PROBLEM: Please reply with one number only: how many lines in the entries below contain the string "probability".

DATASET EXTRACT:
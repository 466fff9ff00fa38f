//! eBird recent-observations client.
//!
//! Uses the region endpoint (`/v2/data/obs/{region}/recent`) with the
//! `x-ebirdapitoken` auth header, then filters to the requested bounding box
//! since the API is region-scoped rather than box-scoped.

use async_trait::async_trait;
use reqwest::Client;
use serde::Deserialize;
use tracing::debug;

use super::traits::{BoundingBox, DatasetError, DateRange, Observation, ObservationProvider};

const DEFAULT_BASE_URL: &str = "https://api.ebird.org/v2";
const ONTARIO_REGION: &str = "CA-ON";
const AUTH_HEADER: &str = "x-ebirdapitoken";

/// The API caps the look-back window at 30 days.
const MAX_BACK_DAYS: i64 = 30;
const MAX_RESULTS: usize = 1000;

#[derive(Debug)]
pub struct EBirdProvider {
    base_url: String,
    region: String,
    api_key: String,
    client: Client,
}

impl EBirdProvider {
    pub fn new(api_key: &str) -> Self {
        Self::with_base_url(DEFAULT_BASE_URL, api_key)
    }

    pub fn with_base_url(base_url: &str, api_key: &str) -> Self {
        Self {
            base_url: base_url.trim_end_matches('/').to_string(),
            region: ONTARIO_REGION.to_string(),
            api_key: api_key.to_string(),
            client: Client::builder()
                .timeout(std::time::Duration::from_secs(30))
                .connect_timeout(std::time::Duration::from_secs(10))
                .build()
                .unwrap_or_else(|_| Client::new()),
        }
    }
}

#[derive(Debug, Deserialize)]
struct ApiObservation {
    #[serde(rename = "sciName")]
    sci_name: String,
    #[serde(rename = "comName")]
    com_name: Option<String>,
    #[serde(rename = "obsDt")]
    obs_dt: Option<String>,
    lat: f64,
    lng: f64,
}

fn transform(api: ApiObservation) -> Observation {
    // Observation dates arrive as "YYYY-MM-DD HH:MM"; keep the date part.
    let observed_at = api
        .obs_dt
        .as_deref()
        .map(|d| d.get(..10).unwrap_or(d))
        .and_then(|d| chrono::NaiveDate::parse_from_str(d, "%Y-%m-%d").ok());

    Observation {
        species_name: api.sci_name,
        common_name: api.com_name,
        observed_at,
        latitude: api.lat,
        longitude: api.lng,
        source: "eBird",
    }
}

#[async_trait]
impl ObservationProvider for EBirdProvider {
    async fn fetch_observations(
        &self,
        bounds: &BoundingBox,
        range: &DateRange,
        limit: usize,
    ) -> Result<Vec<Observation>, DatasetError> {
        let url = format!("{}/data/obs/{}/recent", self.base_url, self.region);
        let back_days = range.days().clamp(1, MAX_BACK_DAYS);
        let max_results = limit.clamp(1, MAX_RESULTS);

        debug!("eBird query: region {}, back {back_days} day(s)", self.region);

        let response = self
            .client
            .get(&url)
            .header(AUTH_HEADER, &self.api_key)
            .query(&[
                ("back", back_days.to_string()),
                ("maxResults", max_results.to_string()),
            ])
            .send()
            .await?
            .error_for_status()?;

        let body: Vec<ApiObservation> = response.json().await?;
        let observations: Vec<Observation> = body
            .into_iter()
            .map(transform)
            .filter(|obs| bounds.contains(obs.latitude, obs.longitude))
            .take(limit)
            .collect();

        debug!("eBird returned {} observation(s) inside bounds", observations.len());
        Ok(observations)
    }

    fn source(&self) -> &'static str {
        "eBird"
    }
}
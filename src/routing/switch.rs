//! Mid-conversation agent switch policy.
//!
//! A memoryless heuristic over a fixed trailing window of the conversation;
//! each call computes the answer fresh from its inputs.

use std::fmt;
use tracing::{debug, info};

use super::traits::AgentKind;

/// Phrases that signal an in-progress task with the current handler.
pub const WORKFLOW_INDICATORS: [&str; 4] =
    ["selected", "analyzing", "pulling data", "generating insights"];

/// How many trailing messages are inspected for workflow indicators.
const RECENT_WINDOW: usize = 3;

/// Decide whether switching handlers mid-conversation is allowed.
///
/// Conversations shorter than the inspection window may always switch.
/// Otherwise the switch is blocked when any of the last three messages
/// contains a workflow indicator, on the assumption that interrupting an
/// active task would lose context.
pub fn can_switch_agents<M: fmt::Display>(
    from_agent: AgentKind,
    to_agent: AgentKind,
    conversation_history: &[M],
) -> bool {
    if conversation_history.len() < RECENT_WINDOW {
        return true;
    }

    let recent = &conversation_history[conversation_history.len() - RECENT_WINDOW..];
    for message in recent {
        let text = message.to_string().to_lowercase();
        if let Some(indicator) = WORKFLOW_INDICATORS.iter().find(|i| text.contains(*i)) {
            info!("agent switching blocked - mid-workflow (indicator: {indicator:?})");
            return false;
        }
    }

    debug!("agent switching allowed: {from_agent} -> {to_agent}");
    true
}

#[cfg(test)]
mod tests {
    use super::*;

    fn history(messages: &[&str]) -> Vec<String> {
        messages.iter().map(ToString::to_string).collect()
    }

    #[test]
    fn short_conversation_always_allows_switch() {
        let h = history(&["Hello", "Hi there"]);
        assert!(can_switch_agents(AgentKind::Global, AgentKind::Ontario, &h));
    }

    #[test]
    fn empty_history_allows_switch() {
        let h: Vec<String> = Vec::new();
        assert!(can_switch_agents(AgentKind::Ontario, AgentKind::Global, &h));
    }

    #[test]
    fn short_conversation_allows_switch_even_with_indicators() {
        let h = history(&["I've selected Algonquin Park", "analyzing that area"]);
        assert!(can_switch_agents(AgentKind::Ontario, AgentKind::Global, &h));
    }

    #[test]
    fn workflow_indicator_blocks_switch() {
        let h = history(&[
            "Show me parks in Ontario",
            "I've selected Algonquin Park",
            "Great, analyzing that area",
        ]);
        assert!(!can_switch_agents(AgentKind::Ontario, AgentKind::Global, &h));
    }

    #[test]
    fn pulling_data_blocks_switch() {
        let h = history(&["Q1", "Selected area", "Pulling data for analysis"]);
        assert!(!can_switch_agents(AgentKind::Ontario, AgentKind::Global, &h));
    }

    #[test]
    fn indicator_matching_is_case_insensitive() {
        let h = history(&["Q1", "Q2", "GENERATING INSIGHTS now"]);
        assert!(!can_switch_agents(AgentKind::Global, AgentKind::Ontario, &h));
    }

    #[test]
    fn long_conversation_without_indicators_allows_switch() {
        let h = history(&["Q1", "A1", "Q2", "A2", "New topic about different region"]);
        assert!(can_switch_agents(AgentKind::Ontario, AgentKind::Global, &h));
    }

    #[test]
    fn only_last_three_messages_are_inspected() {
        // The indicator sits outside the trailing window, so it is ignored.
        let h = history(&[
            "I've selected Algonquin Park",
            "Q2",
            "A2",
            "Q3",
            "Tell me about Brazil now",
        ]);
        assert!(can_switch_agents(AgentKind::Ontario, AgentKind::Global, &h));
    }

    #[test]
    fn same_agent_switch_is_not_special_cased() {
        let h = history(&["Q1", "A1"]);
        assert!(can_switch_agents(AgentKind::Global, AgentKind::Global, &h));
    }
}
//! Heuristic for a first step size, before dual averaging takes over.

use log::debug;

use crate::cpu_potential::{CpuLogpFunc, Potential};
use crate::integrator::leapfrog;
use crate::nuts::{NutsError, Result};
use crate::rng::RngKey;
use crate::state::State;

/// Upper bound on the number of times the step size is halved or doubled.
pub(crate) const MAX_STEP_SIZE_SEARCH: usize = 100;

/// Find a step size for which a single leapfrog step from `init` has an
/// acceptance probability of roughly one half.
///
/// Starting at one, the step size is first halved until the leapfrog step
/// lands on a finite log density and gradient, and then repeatedly doubled
/// or halved until the acceptance probability crosses 0.5. The result only
/// has to be the right order of magnitude.
pub(crate) fn find_reasonable_step_size<F: CpuLogpFunc>(
    potential: &mut Potential<F>,
    init: &State,
    key: RngKey,
) -> Result<(f64, RngKey)> {
    if !init.logp().is_finite() {
        return Err(NutsError::NonFiniteInitialLogp(init.logp()));
    }

    let (key, momentum_key) = key.split();
    let mut start = init.clone();
    start.resample_momentum(momentum_key);
    let initial_joint = start.log_joint();

    let mut step_size = 1f64;
    let mut end = leapfrog(potential, &start, step_size)?;

    let mut halvings = 0;
    while !end.is_finite() {
        if halvings == MAX_STEP_SIZE_SEARCH {
            return Err(NutsError::StepSizeSearch(step_size));
        }
        step_size /= 2.;
        halvings += 1;
        end = leapfrog(potential, &start, step_size)?;
    }

    let log_half = 0.5f64.ln();
    let a = if end.log_joint() - initial_joint > log_half {
        1f64
    } else {
        -1f64
    };

    let mut rescalings = 0;
    while a * (end.log_joint() - initial_joint) > a * log_half {
        if rescalings == MAX_STEP_SIZE_SEARCH {
            return Err(NutsError::StepSizeSearch(step_size));
        }
        step_size *= 2f64.powf(a);
        rescalings += 1;
        end = leapfrog(potential, &start, step_size)?;
    }

    if !(step_size.is_finite() && step_size > 0.) {
        return Err(NutsError::StepSizeSearch(step_size));
    }

    debug!(
        "step size heuristic finished after {} halvings and {} rescalings",
        halvings, rescalings
    );
    Ok((step_size, key))
}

SOLUTION FOR THIS TASK: 2